On AI Agents Speaking BGP
I guess your LinkedIn feed is as full of AI nonsense as mine is, so I usually just skip all that posturing. However, every now and then, I stumble upon an idea that makes sense… until you start to dig deeper into it.
There was this post about AI agents speaking BGP with an associated GitHub repo, so I could go take a look at what it’s all about.
The proof-of-concept (so the post author) has two components:
- A natural-language interface to BGP information (makes sense)
- A vibe-coded (so claims the author) BGP daemon with a socket interface returning information on BGP neighbors, received and sent routes.

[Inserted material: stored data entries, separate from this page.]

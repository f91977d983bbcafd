use numpy::ndarray::{Array1, Array2};
use numpy::{IntoPyArray, PyReadonlyArray1, PyReadonlyArray2};
use pyo3::exceptions::PyValueError;
use pyo3::prelude::*;
use pyo3::types::PyDict;

use crate::core::{
    kinetic_energy, kinetic_temperature, EnergyModel, EnergyReport, KineticMode, McConfig,
    MdConfig, MemoryTrace, MolecularDynamics, MonteCarlo, Particle, Progress, System, Vec3, DIM,
};
use crate::error::{Error, Result as CoreResult};

fn py_err<E: ToString>(e: E) -> PyErr {
    PyValueError::new_err(e.to_string())
}

/// Energy model backed by Python callables.
///
/// `potential(positions) -> float` is mandatory; `gradient(positions) ->
/// (N, 3) ndarray` only when driving molecular dynamics. Velocity-dependent
/// terms are derived on the Rust side so both evaluation modes stay
/// consistent with the integrator's staggering. Pressure is reported as 0;
/// the callables see positions only.
struct CallbackModel {
    potential: Py<PyAny>,
    gradient: Option<Py<PyAny>>,
}

impl CallbackModel {
    fn positions_array(system: &System) -> Array2<f64> {
        let n = system.n_atoms();
        let mut arr = Array2::<f64>::zeros((n, DIM));
        for (i, p) in system.particles.iter().enumerate() {
            for k in 0..DIM {
                arr[[i, k]] = p.position[k];
            }
        }
        arr
    }
}

impl EnergyModel for CallbackModel {
    fn evaluate(&mut self, system: &System, mode: KineticMode) -> CoreResult<EnergyReport> {
        let potential = Python::attach(|py| -> PyResult<f64> {
            let positions = Self::positions_array(system).into_pyarray(py);
            self.potential.call1(py, (positions,))?.bind(py).extract()
        })
        .map_err(|e| Error::EnergyModel(e.to_string()))?;
        Ok(EnergyReport::new(
            potential,
            kinetic_energy(system, mode),
            kinetic_temperature(system, mode),
            0.0,
        ))
    }

    fn gradient(&mut self, system: &System) -> CoreResult<Vec<Vec3>> {
        let callable = self.gradient.as_ref().ok_or_else(|| {
            Error::EnergyModel("no gradient callable was provided".to_string())
        })?;
        let n = system.n_atoms();
        Python::attach(|py| -> PyResult<Vec<Vec3>> {
            let positions = Self::positions_array(system).into_pyarray(py);
            let result = callable.call1(py, (positions,))?;
            let arr: PyReadonlyArray2<f64> = result.bind(py).extract()?;
            let view = arr.as_array();
            if view.shape()[0] != n || view.shape()[1] != DIM {
                return Err(py_err(format!(
                    "gradient must have shape ({}, {}), got {:?}",
                    n,
                    DIM,
                    view.shape()
                )));
            }
            let mut out = vec![[0.0; DIM]; n];
            for (i, row) in out.iter_mut().enumerate() {
                for (k, component) in row.iter_mut().enumerate() {
                    *component = view[[i, k]];
                }
            }
            Ok(out)
        })
        .map_err(|e| Error::EnergyModel(e.to_string()))
    }
}

fn build_system(
    masses: &PyReadonlyArray1<'_, f64>,
    positions: &PyReadonlyArray2<'_, f64>,
) -> PyResult<System> {
    let m = masses.as_array();
    let r = positions.as_array();
    let n = m.len();
    if r.shape()[0] != n || r.shape()[1] != DIM {
        return Err(py_err(format!(
            "positions must have shape ({}, {}), got {:?}",
            n,
            DIM,
            r.shape()
        )));
    }
    let mut particles = Vec::with_capacity(n);
    for i in 0..n {
        let mut pos = [0.0; DIM];
        for k in 0..DIM {
            pos[k] = r[[i, k]];
        }
        particles.push(Particle::new(m[i], pos).map_err(py_err)?);
    }
    System::new(particles).map_err(py_err)
}

fn insert_energy_rows(py: Python<'_>, out: &Bound<'_, PyDict>, trace: &MemoryTrace) -> PyResult<()> {
    let pick = |f: fn(&EnergyReport) -> f64| -> Array1<f64> {
        trace.rows.iter().map(|row| f(&row.energies)).collect()
    };
    out.set_item("e_pot", pick(|e| e.potential).into_pyarray(py))?;
    out.set_item("e_kin", pick(|e| e.kinetic).into_pyarray(py))?;
    out.set_item("e_total", pick(|e| e.total).into_pyarray(py))?;
    out.set_item("temp", pick(|e| e.temperature).into_pyarray(py))?;
    out.set_item("press", pick(|e| e.pressure).into_pyarray(py))?;
    Ok(())
}

fn coordinates_array<'py>(py: Python<'py>, rows: &[Vec3]) -> Bound<'py, numpy::PyArray2<f64>> {
    let mut arr = Array2::<f64>::zeros((rows.len(), DIM));
    for (i, row) in rows.iter().enumerate() {
        for k in 0..DIM {
            arr[[i, k]] = row[k];
        }
    }
    arr.into_pyarray(py)
}

/// Molecular-dynamics driver over a Python-supplied energy model.
///
/// - `__new__(masses, positions, potential, gradient, time_step=0.001,
///   total_time=1.0, temperature=298.15, pressure=1.0,
///   equilibration_time=0.0, equilibration_rate=2.0, seed=None)`
/// - `run()` -> dict of per-step energy rows plus the final state
#[pyclass]
pub struct MdSim {
    system: Option<System>,
    model: CallbackModel,
    config: MdConfig,
}

#[pymethods]
impl MdSim {
    #[new]
    #[pyo3(signature = (masses, positions, potential, gradient, time_step=0.001, total_time=1.0, temperature=298.15, pressure=1.0, equilibration_time=0.0, equilibration_rate=2.0, seed=None))]
    #[allow(clippy::too_many_arguments)]
    fn new<'py>(
        masses: PyReadonlyArray1<'py, f64>,
        positions: PyReadonlyArray2<'py, f64>,
        potential: Py<PyAny>,
        gradient: Py<PyAny>,
        time_step: f64,
        total_time: f64,
        temperature: f64,
        pressure: f64,
        equilibration_time: f64,
        equilibration_rate: f64,
        seed: Option<u64>,
    ) -> PyResult<Self> {
        let system = build_system(&masses, &positions)?;
        let config = MdConfig {
            time_step,
            total_time,
            target_temperature: temperature,
            target_pressure: pressure,
            equilibration_time,
            equilibration_rate,
            seed,
        };
        Ok(Self {
            system: Some(system),
            model: CallbackModel {
                potential,
                gradient: Some(gradient),
            },
            config,
        })
    }

    /// Propagate to `total_time` and return the trajectory data.
    ///
    /// Keys: `time`, `e_pot`, `e_kin`, `e_total`, `temp`, `press` (one row
    /// per record), `positions`, `velocities` (final state, shape (N, 3)),
    /// `target_pressure`. A sim can only run once.
    fn run<'py>(&mut self, py: Python<'py>) -> PyResult<Bound<'py, PyDict>> {
        let system = self
            .system
            .take()
            .ok_or_else(|| py_err("this simulation has already run"))?;
        let model = CallbackModel {
            potential: self.model.potential.clone_ref(py),
            gradient: self.model.gradient.as_ref().map(|g| g.clone_ref(py)),
        };
        let mut md = MolecularDynamics::new(system, self.config.clone(), model, MemoryTrace::new())
            .map_err(py_err)?;
        md.run().map_err(py_err)?;
        let (system, trace) = md.into_parts();

        let out = PyDict::new(py);
        let time: Array1<f64> = trace
            .rows
            .iter()
            .map(|row| match row.progress {
                Progress::Time(t) => t,
                Progress::Configurations(c) => c as f64,
            })
            .collect();
        out.set_item("time", time.into_pyarray(py))?;
        insert_energy_rows(py, &out, &trace)?;
        out.set_item("positions", coordinates_array(py, &system.positions()))?;
        out.set_item("velocities", coordinates_array(py, &system.velocities()))?;
        out.set_item("target_pressure", self.config.target_pressure)?;
        Ok(out)
    }
}

/// Metropolis Monte-Carlo driver over a Python-supplied energy model.
///
/// - `__new__(masses, positions, potential, temperature=298.15,
///   pressure=1.0, total_configurations=1000, displacement_magnitude=0.1,
///   displacement_growth_rate=ln(2), displacement_update_interval=100,
///   seed=None)`
/// - `run()` -> dict of per-configuration energy rows plus acceptance data
#[pyclass]
pub struct McSim {
    system: Option<System>,
    model: CallbackModel,
    config: McConfig,
}

#[pymethods]
impl McSim {
    #[new]
    #[pyo3(signature = (masses, positions, potential, temperature=298.15, pressure=1.0, total_configurations=1000, displacement_magnitude=0.1, displacement_growth_rate=std::f64::consts::LN_2, displacement_update_interval=100, seed=None))]
    #[allow(clippy::too_many_arguments)]
    fn new<'py>(
        masses: PyReadonlyArray1<'py, f64>,
        positions: PyReadonlyArray2<'py, f64>,
        potential: Py<PyAny>,
        temperature: f64,
        pressure: f64,
        total_configurations: u64,
        displacement_magnitude: f64,
        displacement_growth_rate: f64,
        displacement_update_interval: u64,
        seed: Option<u64>,
    ) -> PyResult<Self> {
        let system = build_system(&masses, &positions)?;
        let config = McConfig {
            total_configurations,
            temperature,
            target_pressure: pressure,
            displacement_magnitude,
            displacement_growth_rate,
            displacement_update_interval,
            seed,
        };
        Ok(Self {
            system: Some(system),
            model: CallbackModel {
                potential,
                gradient: None,
            },
            config,
        })
    }

    /// Sample until the requested configuration count is reached and return
    /// the results.
    ///
    /// Keys: `conf`, `e_pot`, `e_kin`, `e_total`, `temp`, `press` (one row
    /// per record), `positions` (final state), `configurations`, `trials`,
    /// `displacement_magnitude`, `target_pressure`. A sim can only run once.
    fn run<'py>(&mut self, py: Python<'py>) -> PyResult<Bound<'py, PyDict>> {
        let system = self
            .system
            .take()
            .ok_or_else(|| py_err("this simulation has already run"))?;
        let model = CallbackModel {
            potential: self.model.potential.clone_ref(py),
            gradient: None,
        };
        let mut mc = MonteCarlo::new(system, self.config.clone(), model, MemoryTrace::new())
            .map_err(py_err)?;
        mc.run().map_err(py_err)?;
        let configurations = mc.configurations();
        let trials = mc.trials();
        let dispmag = mc.displacement_magnitude();
        let (system, trace) = mc.into_parts();

        let out = PyDict::new(py);
        let conf: Array1<u64> = trace
            .rows
            .iter()
            .map(|row| match row.progress {
                Progress::Configurations(c) => c,
                Progress::Time(t) => t as u64,
            })
            .collect();
        out.set_item("conf", conf.into_pyarray(py))?;
        insert_energy_rows(py, &out, &trace)?;
        out.set_item("positions", coordinates_array(py, &system.positions()))?;
        out.set_item("configurations", configurations)?;
        out.set_item("trials", trials)?;
        out.set_item("displacement_magnitude", dispmag)?;
        out.set_item("target_pressure", self.config.target_pressure)?;
        Ok(out)
    }
}

/// The molsim Python module entry point.
#[pymodule]
fn molsim(_py: Python<'_>, m: &Bound<'_, PyModule>) -> PyResult<()> {
    m.add_class::<MdSim>()?;
    m.add_class::<McSim>()?;
    Ok(())
}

That second part made me facepalm. We have several high-quality open-source BGP implementations1, and at least FRRouting (I haven’t tested the others) can produce the required information in easy-to-consume (for machines) JSON format, in case you think that’s easier to work with than text printouts2. Adding a REST API in front of that3 or a translation layer4 is a piece of cake. Want to have a science project? Skip the intermediate layers and write your own output module that processes the information directly from the BGP table.
Anyway, wouldn’t it be better to use a well-maintained, field-tested, pretty scalable implementation and pair it with something that adds value (natural language interface) instead of trying to prove you can reinvent a rough approximation of a wheel? Why do people feel they have to do that?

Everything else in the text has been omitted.